DATA RECORDS below:

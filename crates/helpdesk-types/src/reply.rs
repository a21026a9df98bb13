//! Reply payload returned by the retrieval engine and served over the wire.
//!
//! The HTTP contract only promises the `reply` field; `score`, `method`,
//! `intent_id`, and `image` are diagnostic extras clients may ignore.

use serde::{Deserialize, Serialize};

use std::fmt;
use std::str::FromStr;

/// Which rule or ranker produced a reply.
#[derive(Debug, Clone, Copy, PartialEq, Eq, Serialize, Deserialize)]
#[serde(rename_all = "snake_case")]
pub enum MatchMethod {
    /// Empty or whitespace-only utterance.
    Empty,
    /// Greeting shortcut.
    Greeting,
    /// Thanks shortcut.
    Thanks,
    /// Goodbye shortcut.
    Farewell,
    /// Human-agent handoff shortcut.
    Handoff,
    /// Utterance produced no usable tokens after cleaning.
    NoTokens,
    /// TF-IDF cosine similarity won the ranking.
    Tfidf,
    /// Token-set overlap won the ranking.
    TokenOverlap,
    /// Fuzzy similarity fallback won the ranking.
    Fuzzy,
    /// A ranker won but scored below the confidence threshold.
    LowConfidence,
    /// No ranker produced a usable candidate.
    NoMatch,
    /// Request failed inside the handler.
    Error,
}

impl fmt::Display for MatchMethod {
    fn fmt(&self, f: &mut fmt::Formatter<'_>) -> fmt::Result {
        let s = match self {
            MatchMethod::Empty => "empty",
            MatchMethod::Greeting => "greeting",
            MatchMethod::Thanks => "thanks",
            MatchMethod::Farewell => "farewell",
            MatchMethod::Handoff => "handoff",
            MatchMethod::NoTokens => "no_tokens",
            MatchMethod::Tfidf => "tfidf",
            MatchMethod::TokenOverlap => "token_overlap",
            MatchMethod::Fuzzy => "fuzzy",
            MatchMethod::LowConfidence => "low_confidence",
            MatchMethod::NoMatch => "no_match",
            MatchMethod::Error => "error",
        };
        write!(f, "{s}")
    }
}

impl FromStr for MatchMethod {
    type Err = String;

    fn from_str(s: &str) -> Result<Self, Self::Err> {
        match s {
            "empty" => Ok(MatchMethod::Empty),
            "greeting" => Ok(MatchMethod::Greeting),
            "thanks" => Ok(MatchMethod::Thanks),
            "farewell" => Ok(MatchMethod::Farewell),
            "handoff" => Ok(MatchMethod::Handoff),
            "no_tokens" => Ok(MatchMethod::NoTokens),
            "tfidf" => Ok(MatchMethod::Tfidf),
            "token_overlap" => Ok(MatchMethod::TokenOverlap),
            "fuzzy" => Ok(MatchMethod::Fuzzy),
            "low_confidence" => Ok(MatchMethod::LowConfidence),
            "no_match" => Ok(MatchMethod::NoMatch),
            "error" => Ok(MatchMethod::Error),
            other => Err(format!("invalid match method: '{other}'")),
        }
    }
}

/// A reply payload: text plus match provenance.
#[derive(Debug, Clone, Serialize, Deserialize)]
pub struct BotReply {
    /// The text displayed as the bot's response.
    pub reply: String,
    /// Confidence score of the winning rule or ranker (rules score 1.0).
    pub score: f32,
    /// Which rule or ranker produced the reply.
    pub method: MatchMethod,
    /// Index of the matched FAQ entry, when a ranker matched one.
    #[serde(default, skip_serializing_if = "Option::is_none")]
    pub intent_id: Option<usize>,
    /// Illustration attached to the matched entry, if any.
    #[serde(default, skip_serializing_if = "Option::is_none")]
    pub image: Option<String>,
}

impl BotReply {
    /// A fixed-text reply from a conversational rule (score 1.0).
    pub fn rule(reply: impl Into<String>, method: MatchMethod) -> Self {
        Self {
            reply: reply.into(),
            score: 1.0,
            method,
            intent_id: None,
            image: None,
        }
    }

    /// A fixed-text reply with zero confidence (prompts, fallbacks).
    pub fn canned(reply: impl Into<String>, method: MatchMethod) -> Self {
        Self {
            reply: reply.into(),
            score: 0.0,
            method,
            intent_id: None,
            image: None,
        }
    }
}

#[cfg(test)]
mod tests {
    use super::*;

    #[test]
    fn method_display_round_trips_through_from_str() {
        for method in [
            MatchMethod::Greeting,
            MatchMethod::Tfidf,
            MatchMethod::TokenOverlap,
            MatchMethod::LowConfidence,
        ] {
            let parsed: MatchMethod = method.to_string().parse().unwrap();
            assert_eq!(parsed, method);
        }
    }

    #[test]
    fn method_serializes_snake_case() {
        let json = serde_json::to_string(&MatchMethod::TokenOverlap).unwrap();
        assert_eq!(json, r#""token_overlap""#);
    }

    #[test]
    fn reply_omits_absent_intent_and_image() {
        let reply = BotReply::rule("Hello! How can I help you today?", MatchMethod::Greeting);
        let json = serde_json::to_string(&reply).unwrap();
        assert!(json.contains(r#""reply":"Hello! How can I help you today?""#));
        assert!(!json.contains("intent_id"));
        assert!(!json.contains("image"));
    }
}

End of DATA RECORDS.

**WORK INSTRUCTIONS**
Your task is to collect every line above that contains the word "parsed".

**WRITTEN ANSWER**
            let parsed: MatchMethod = method.to_string().parse().unwrap();
            assert_eq!(parsed, method);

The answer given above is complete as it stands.